- DATA RECORDS:
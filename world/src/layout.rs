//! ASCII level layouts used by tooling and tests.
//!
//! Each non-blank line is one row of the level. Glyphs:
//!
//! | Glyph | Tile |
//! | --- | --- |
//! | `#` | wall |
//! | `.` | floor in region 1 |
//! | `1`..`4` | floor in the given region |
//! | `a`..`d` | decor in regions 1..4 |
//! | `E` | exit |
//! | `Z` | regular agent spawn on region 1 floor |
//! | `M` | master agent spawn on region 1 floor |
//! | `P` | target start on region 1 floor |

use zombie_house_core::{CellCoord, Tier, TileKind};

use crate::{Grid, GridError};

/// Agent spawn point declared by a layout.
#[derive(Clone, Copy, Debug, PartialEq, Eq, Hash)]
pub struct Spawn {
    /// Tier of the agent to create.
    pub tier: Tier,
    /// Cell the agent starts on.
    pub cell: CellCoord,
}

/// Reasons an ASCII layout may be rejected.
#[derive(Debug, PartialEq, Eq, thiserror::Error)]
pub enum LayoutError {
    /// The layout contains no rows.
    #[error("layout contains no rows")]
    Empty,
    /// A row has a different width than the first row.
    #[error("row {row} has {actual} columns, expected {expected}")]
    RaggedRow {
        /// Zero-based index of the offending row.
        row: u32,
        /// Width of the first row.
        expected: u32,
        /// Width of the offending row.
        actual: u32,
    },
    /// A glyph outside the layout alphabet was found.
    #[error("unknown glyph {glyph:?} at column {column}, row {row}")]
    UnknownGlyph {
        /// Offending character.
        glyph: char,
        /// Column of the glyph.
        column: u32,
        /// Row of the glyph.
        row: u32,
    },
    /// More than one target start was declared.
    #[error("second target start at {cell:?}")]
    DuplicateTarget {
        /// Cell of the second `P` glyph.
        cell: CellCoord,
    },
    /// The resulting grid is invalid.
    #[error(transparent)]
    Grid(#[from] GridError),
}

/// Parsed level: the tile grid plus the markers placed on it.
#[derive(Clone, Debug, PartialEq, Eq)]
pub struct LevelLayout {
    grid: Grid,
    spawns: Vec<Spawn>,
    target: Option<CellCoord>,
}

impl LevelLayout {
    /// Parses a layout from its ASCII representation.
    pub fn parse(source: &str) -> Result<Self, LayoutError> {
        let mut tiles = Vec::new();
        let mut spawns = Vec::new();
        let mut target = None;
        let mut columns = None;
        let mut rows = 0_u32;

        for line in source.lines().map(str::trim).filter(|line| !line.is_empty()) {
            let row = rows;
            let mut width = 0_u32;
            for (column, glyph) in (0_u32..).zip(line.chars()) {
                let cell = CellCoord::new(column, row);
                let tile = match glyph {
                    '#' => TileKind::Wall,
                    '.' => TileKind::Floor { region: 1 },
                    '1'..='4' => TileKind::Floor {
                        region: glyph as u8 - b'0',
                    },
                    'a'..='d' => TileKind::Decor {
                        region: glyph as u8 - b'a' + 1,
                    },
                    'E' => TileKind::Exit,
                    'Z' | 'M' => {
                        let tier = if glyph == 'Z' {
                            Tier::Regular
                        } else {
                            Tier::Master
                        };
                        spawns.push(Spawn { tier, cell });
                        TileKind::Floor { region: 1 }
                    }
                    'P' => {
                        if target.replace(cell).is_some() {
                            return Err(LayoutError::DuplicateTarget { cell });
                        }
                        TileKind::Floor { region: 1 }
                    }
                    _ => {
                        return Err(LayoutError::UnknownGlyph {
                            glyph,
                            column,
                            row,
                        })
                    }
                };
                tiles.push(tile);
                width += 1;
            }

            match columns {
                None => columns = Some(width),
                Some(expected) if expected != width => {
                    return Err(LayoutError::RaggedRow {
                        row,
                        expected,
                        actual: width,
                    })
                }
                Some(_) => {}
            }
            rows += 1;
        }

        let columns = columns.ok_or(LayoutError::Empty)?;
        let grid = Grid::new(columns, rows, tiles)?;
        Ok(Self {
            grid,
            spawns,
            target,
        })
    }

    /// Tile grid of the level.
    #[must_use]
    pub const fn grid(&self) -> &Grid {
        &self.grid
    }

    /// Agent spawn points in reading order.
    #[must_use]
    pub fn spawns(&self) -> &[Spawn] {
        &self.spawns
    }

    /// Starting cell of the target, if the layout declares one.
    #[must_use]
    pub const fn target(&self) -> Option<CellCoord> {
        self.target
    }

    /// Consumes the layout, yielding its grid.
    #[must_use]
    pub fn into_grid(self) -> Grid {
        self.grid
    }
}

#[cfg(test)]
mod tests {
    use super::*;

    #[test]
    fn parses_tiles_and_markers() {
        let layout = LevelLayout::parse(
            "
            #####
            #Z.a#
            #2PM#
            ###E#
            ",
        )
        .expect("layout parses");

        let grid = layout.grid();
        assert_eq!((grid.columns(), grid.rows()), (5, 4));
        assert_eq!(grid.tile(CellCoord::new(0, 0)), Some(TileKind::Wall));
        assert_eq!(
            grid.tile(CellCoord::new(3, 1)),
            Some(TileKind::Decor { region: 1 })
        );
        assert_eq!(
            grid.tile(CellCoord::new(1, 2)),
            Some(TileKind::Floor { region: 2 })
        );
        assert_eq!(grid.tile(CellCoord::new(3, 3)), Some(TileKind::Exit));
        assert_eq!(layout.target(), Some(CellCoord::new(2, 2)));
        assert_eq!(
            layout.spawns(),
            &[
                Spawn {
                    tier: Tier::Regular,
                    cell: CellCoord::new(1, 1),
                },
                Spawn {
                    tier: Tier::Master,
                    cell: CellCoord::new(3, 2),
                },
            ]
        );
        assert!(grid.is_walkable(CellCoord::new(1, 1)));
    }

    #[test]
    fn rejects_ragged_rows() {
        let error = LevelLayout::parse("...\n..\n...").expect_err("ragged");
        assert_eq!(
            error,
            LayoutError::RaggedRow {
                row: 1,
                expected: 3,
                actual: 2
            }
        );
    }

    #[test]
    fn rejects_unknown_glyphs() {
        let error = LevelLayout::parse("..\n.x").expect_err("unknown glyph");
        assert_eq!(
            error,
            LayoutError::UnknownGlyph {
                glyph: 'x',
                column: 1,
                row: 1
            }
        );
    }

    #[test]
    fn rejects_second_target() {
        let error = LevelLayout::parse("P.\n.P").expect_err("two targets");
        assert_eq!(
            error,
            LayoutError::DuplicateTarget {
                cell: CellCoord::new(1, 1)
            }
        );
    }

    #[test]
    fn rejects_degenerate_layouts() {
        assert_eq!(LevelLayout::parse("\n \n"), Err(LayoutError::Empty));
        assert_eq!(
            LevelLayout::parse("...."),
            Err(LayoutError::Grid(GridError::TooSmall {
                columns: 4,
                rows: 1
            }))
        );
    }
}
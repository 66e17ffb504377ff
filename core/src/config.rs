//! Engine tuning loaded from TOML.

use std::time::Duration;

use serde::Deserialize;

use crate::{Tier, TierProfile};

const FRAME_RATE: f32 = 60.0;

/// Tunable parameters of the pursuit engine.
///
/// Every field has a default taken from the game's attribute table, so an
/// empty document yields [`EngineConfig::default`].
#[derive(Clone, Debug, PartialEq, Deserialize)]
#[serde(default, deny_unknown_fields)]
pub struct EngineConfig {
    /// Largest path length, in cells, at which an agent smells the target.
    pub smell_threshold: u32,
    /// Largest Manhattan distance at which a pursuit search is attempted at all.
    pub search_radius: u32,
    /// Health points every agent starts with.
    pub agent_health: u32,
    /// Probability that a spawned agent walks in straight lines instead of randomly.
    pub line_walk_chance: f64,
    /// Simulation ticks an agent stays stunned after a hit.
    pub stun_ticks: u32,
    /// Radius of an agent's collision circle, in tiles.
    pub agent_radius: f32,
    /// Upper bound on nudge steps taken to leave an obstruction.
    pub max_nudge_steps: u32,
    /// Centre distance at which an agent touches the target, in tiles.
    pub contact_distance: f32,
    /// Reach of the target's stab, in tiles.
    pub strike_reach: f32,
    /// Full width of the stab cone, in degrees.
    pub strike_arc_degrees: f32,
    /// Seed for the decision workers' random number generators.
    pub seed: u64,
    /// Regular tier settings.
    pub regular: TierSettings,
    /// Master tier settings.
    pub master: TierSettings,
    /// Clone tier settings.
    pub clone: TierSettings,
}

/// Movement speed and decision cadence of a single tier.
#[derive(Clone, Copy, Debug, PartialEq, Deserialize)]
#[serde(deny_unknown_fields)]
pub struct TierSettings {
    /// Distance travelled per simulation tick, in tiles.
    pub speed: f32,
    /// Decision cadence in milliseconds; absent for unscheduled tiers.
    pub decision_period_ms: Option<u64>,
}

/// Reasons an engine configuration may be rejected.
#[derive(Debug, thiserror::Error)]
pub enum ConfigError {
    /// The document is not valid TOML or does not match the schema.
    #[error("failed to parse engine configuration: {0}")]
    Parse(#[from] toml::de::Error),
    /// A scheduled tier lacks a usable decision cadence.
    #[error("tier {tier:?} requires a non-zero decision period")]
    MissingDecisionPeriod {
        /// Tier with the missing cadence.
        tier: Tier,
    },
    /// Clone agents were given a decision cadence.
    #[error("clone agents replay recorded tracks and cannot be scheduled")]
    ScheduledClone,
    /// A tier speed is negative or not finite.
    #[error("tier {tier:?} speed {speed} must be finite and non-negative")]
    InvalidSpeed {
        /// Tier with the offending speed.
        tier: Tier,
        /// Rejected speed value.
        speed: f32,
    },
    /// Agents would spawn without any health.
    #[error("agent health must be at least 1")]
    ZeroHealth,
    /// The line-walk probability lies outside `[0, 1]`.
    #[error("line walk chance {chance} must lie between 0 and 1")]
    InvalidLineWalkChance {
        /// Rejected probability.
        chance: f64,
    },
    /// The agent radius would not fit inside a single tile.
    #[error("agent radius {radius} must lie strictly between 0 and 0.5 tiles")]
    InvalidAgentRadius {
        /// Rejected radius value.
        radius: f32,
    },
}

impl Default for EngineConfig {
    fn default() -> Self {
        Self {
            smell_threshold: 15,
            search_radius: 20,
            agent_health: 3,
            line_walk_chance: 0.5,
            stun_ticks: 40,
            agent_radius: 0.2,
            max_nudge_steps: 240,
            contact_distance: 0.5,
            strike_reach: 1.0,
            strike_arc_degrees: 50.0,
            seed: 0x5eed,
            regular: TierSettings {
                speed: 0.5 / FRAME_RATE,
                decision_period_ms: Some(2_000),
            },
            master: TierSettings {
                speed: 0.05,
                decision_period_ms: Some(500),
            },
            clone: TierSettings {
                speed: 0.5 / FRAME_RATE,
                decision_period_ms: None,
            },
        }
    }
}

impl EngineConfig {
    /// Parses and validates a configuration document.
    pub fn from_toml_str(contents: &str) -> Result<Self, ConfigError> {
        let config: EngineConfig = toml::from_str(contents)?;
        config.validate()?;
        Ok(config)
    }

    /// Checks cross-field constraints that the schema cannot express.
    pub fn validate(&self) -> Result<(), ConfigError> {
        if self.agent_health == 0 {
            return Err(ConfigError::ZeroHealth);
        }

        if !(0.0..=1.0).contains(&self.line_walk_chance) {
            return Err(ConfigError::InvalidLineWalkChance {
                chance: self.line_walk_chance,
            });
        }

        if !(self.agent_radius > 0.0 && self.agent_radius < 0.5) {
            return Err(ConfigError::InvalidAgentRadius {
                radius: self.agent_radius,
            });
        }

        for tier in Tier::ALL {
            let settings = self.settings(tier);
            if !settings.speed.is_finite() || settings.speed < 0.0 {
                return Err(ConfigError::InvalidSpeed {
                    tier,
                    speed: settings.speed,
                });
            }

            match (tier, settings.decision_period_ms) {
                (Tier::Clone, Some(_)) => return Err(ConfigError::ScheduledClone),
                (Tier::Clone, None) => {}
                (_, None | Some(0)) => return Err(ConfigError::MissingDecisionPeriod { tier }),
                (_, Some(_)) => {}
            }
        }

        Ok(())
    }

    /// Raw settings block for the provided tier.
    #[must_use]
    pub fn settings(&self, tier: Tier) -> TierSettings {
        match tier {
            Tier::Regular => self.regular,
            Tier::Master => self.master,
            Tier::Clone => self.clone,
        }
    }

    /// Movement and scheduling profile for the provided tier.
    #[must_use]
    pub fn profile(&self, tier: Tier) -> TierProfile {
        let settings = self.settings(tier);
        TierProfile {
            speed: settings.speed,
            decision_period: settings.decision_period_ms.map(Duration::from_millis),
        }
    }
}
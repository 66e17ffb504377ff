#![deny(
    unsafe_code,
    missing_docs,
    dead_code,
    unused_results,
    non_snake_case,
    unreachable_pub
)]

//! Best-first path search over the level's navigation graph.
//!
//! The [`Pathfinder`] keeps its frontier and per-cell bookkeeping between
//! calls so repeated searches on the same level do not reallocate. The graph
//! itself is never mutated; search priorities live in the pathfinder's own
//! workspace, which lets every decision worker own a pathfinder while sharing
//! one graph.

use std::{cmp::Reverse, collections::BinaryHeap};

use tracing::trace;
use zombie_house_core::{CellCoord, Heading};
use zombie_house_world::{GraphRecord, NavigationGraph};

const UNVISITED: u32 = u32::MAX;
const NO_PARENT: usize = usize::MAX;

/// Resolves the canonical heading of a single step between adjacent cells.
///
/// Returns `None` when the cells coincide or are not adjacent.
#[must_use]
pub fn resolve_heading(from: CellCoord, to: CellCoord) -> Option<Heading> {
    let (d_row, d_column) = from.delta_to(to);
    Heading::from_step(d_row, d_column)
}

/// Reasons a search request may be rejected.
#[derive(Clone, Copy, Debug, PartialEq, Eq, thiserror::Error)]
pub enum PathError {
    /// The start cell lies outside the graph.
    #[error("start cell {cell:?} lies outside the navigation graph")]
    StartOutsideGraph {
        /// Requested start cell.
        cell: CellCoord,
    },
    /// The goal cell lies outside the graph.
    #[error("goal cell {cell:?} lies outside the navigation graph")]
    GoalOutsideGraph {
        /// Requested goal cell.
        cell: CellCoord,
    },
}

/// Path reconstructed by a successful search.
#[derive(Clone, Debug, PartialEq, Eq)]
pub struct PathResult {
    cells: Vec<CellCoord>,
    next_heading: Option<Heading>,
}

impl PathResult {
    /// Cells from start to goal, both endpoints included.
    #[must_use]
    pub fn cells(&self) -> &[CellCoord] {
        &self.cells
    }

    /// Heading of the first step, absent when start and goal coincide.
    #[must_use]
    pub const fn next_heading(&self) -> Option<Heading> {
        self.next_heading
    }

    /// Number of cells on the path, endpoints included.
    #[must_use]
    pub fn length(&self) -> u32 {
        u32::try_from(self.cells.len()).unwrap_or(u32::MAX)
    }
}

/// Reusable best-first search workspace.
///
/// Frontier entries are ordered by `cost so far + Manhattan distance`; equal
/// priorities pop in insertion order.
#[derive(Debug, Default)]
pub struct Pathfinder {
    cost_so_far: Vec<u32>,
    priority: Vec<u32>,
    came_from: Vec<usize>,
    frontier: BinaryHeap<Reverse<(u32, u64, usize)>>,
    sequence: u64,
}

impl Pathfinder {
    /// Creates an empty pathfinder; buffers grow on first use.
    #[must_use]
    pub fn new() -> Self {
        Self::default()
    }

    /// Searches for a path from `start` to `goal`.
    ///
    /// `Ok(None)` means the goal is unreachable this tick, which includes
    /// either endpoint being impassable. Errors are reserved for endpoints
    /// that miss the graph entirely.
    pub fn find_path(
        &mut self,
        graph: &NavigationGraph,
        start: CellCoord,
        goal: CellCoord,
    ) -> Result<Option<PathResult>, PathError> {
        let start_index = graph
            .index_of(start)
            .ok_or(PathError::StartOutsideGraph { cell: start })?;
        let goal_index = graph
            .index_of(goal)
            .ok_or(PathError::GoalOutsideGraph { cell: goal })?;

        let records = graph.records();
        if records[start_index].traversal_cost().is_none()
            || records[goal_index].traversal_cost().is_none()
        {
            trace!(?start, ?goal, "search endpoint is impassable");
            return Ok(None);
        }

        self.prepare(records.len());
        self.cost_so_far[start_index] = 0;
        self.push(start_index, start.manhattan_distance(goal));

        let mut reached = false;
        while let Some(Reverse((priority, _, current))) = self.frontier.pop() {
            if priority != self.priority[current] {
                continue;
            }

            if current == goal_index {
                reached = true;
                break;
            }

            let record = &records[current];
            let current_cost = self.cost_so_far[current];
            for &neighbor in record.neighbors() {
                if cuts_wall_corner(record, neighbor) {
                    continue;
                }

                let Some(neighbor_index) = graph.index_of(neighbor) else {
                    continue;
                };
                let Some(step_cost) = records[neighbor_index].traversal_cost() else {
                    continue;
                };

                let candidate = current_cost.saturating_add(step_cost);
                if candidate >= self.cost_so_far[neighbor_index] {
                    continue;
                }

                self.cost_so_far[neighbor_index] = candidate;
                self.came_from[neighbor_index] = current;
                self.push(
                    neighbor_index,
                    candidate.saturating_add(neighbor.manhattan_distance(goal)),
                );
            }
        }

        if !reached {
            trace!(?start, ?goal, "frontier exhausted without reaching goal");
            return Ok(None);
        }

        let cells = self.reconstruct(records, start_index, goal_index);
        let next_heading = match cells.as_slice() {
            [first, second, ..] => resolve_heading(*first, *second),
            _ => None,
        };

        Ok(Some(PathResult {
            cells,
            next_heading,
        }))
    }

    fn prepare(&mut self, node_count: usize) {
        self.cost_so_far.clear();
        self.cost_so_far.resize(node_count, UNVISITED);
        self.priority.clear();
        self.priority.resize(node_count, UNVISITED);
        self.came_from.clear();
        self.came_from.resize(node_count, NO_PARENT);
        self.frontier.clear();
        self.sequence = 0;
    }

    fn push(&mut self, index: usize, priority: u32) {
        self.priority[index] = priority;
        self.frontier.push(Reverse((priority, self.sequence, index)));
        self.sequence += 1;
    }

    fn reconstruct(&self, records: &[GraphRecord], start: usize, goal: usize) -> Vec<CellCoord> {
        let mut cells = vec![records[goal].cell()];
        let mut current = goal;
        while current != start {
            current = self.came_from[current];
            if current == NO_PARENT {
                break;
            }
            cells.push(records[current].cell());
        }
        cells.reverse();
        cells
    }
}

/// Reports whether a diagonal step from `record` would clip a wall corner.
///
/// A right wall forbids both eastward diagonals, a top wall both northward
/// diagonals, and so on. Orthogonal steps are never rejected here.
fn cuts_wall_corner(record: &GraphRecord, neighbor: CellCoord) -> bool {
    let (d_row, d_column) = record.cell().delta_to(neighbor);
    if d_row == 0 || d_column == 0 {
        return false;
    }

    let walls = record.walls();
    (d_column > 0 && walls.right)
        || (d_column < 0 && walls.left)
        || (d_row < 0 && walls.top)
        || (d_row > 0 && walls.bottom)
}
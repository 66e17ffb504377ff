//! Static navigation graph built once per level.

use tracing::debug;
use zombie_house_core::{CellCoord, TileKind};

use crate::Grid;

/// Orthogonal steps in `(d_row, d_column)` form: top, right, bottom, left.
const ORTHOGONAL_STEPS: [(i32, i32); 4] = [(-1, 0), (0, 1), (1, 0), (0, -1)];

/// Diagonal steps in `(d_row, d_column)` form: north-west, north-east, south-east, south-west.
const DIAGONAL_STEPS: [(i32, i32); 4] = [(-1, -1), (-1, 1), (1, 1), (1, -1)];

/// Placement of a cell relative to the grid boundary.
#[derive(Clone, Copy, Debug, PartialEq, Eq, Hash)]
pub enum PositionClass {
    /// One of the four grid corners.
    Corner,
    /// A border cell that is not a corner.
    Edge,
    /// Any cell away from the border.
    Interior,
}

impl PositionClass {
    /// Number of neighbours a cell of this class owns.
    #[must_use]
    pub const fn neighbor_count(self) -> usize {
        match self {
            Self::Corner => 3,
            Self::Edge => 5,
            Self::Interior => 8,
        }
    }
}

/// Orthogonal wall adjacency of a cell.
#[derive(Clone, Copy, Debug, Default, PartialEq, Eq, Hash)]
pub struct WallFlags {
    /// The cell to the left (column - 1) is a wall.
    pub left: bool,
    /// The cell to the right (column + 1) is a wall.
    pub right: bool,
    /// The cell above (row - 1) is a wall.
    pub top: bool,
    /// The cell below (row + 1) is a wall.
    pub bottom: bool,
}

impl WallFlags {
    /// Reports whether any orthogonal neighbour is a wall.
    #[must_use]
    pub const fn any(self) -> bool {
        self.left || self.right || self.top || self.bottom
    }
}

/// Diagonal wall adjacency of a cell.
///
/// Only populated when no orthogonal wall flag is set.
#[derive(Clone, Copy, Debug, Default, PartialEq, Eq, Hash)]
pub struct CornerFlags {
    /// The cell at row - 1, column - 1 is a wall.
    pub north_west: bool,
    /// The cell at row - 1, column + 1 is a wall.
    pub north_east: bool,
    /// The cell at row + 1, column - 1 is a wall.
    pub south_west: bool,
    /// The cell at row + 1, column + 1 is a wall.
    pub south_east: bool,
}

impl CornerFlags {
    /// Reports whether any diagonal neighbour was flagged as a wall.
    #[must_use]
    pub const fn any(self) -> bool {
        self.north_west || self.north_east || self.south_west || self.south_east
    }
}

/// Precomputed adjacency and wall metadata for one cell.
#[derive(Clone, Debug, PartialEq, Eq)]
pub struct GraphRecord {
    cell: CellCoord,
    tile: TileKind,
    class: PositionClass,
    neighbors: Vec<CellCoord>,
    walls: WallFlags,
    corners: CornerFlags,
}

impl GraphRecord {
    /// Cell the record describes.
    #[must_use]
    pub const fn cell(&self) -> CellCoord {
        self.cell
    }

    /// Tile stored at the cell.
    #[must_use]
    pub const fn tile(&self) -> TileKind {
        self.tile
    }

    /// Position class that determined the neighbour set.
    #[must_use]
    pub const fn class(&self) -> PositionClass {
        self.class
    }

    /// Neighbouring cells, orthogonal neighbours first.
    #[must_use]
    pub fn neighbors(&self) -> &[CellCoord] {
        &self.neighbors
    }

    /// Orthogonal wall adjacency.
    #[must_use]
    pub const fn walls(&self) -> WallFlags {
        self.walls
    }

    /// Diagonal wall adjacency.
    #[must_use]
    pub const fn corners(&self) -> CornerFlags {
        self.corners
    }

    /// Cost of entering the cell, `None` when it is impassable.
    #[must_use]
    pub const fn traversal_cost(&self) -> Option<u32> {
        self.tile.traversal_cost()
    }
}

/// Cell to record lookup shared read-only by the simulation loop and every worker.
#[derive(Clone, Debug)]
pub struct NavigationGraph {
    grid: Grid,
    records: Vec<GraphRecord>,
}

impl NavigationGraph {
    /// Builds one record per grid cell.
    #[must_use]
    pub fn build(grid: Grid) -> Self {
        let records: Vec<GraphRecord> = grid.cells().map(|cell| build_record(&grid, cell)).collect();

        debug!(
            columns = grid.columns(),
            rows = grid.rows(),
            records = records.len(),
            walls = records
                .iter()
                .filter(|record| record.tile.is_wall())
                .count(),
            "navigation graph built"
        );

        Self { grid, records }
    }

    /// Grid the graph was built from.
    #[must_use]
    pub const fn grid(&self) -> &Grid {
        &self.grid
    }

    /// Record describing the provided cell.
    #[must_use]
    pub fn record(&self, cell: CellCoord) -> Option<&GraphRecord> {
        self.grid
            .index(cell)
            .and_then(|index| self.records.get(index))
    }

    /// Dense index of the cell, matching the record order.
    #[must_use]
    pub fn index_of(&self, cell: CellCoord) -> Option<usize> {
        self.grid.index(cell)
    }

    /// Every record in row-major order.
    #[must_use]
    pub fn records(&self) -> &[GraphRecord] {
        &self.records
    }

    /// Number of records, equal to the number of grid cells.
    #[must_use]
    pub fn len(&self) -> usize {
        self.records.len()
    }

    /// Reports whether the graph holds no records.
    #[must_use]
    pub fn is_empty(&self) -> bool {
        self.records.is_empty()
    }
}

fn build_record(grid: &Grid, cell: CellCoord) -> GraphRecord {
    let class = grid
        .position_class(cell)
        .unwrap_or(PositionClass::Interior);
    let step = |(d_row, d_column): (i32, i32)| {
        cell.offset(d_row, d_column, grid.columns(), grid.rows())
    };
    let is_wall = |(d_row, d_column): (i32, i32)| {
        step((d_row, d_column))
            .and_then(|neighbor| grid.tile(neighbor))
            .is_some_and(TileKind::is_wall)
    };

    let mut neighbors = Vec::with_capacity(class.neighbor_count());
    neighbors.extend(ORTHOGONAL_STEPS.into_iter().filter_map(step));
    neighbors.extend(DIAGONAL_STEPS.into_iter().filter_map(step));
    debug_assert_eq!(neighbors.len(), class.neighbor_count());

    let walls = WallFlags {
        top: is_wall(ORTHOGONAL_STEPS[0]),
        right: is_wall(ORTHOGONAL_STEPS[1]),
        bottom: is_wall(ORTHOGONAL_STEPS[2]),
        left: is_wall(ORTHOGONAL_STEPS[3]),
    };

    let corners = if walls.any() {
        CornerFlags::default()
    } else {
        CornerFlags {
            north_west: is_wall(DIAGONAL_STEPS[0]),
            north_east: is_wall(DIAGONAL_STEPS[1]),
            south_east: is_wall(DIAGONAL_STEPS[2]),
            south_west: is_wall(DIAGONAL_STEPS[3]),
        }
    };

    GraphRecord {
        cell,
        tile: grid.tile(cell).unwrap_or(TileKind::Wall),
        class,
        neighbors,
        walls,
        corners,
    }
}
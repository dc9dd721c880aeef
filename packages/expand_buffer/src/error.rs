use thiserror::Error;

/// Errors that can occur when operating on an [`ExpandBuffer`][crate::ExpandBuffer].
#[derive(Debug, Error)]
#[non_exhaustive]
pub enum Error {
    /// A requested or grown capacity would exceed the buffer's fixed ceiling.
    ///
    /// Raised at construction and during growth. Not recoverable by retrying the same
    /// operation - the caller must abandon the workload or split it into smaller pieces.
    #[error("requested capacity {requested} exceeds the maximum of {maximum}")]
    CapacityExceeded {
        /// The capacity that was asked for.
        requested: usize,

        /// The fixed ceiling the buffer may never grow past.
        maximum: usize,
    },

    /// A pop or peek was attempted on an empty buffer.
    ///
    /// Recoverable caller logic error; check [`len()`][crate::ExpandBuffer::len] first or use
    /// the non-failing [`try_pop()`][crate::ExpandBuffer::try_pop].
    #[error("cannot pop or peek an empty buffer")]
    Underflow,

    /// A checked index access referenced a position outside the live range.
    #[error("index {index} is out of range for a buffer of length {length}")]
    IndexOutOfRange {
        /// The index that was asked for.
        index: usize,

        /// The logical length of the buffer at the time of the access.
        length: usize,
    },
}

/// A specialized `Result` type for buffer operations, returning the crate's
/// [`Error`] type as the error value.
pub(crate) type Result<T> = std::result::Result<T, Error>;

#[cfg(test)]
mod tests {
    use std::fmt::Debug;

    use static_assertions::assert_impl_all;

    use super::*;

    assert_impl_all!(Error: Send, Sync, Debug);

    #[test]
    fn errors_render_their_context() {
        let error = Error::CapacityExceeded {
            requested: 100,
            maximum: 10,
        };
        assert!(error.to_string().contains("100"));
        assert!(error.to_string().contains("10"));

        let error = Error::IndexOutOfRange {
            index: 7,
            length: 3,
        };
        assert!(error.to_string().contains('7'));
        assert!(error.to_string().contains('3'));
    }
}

- ASSIGNED TASK:
Would you return each line of the material above, unchanged, from the first one through the line where "regular agent spawn on region 1 floor |" appears?

- WRITTEN SOLUTION:
filename world/src/layout.rs
//! ASCII level layouts used by tooling and tests.
//!
//! Each non-blank line is one row of the level. Glyphs:
//!
//! | Glyph | Tile |
//! | --- | --- |
//! | `#` | wall |
//! | `.` | floor in region 1 |
//! | `1`..`4` | floor in the given region |
//! | `a`..`d` | decor in regions 1..4 |
//! | `E` | exit |
//! | `Z` | regular agent spawn on region 1 floor |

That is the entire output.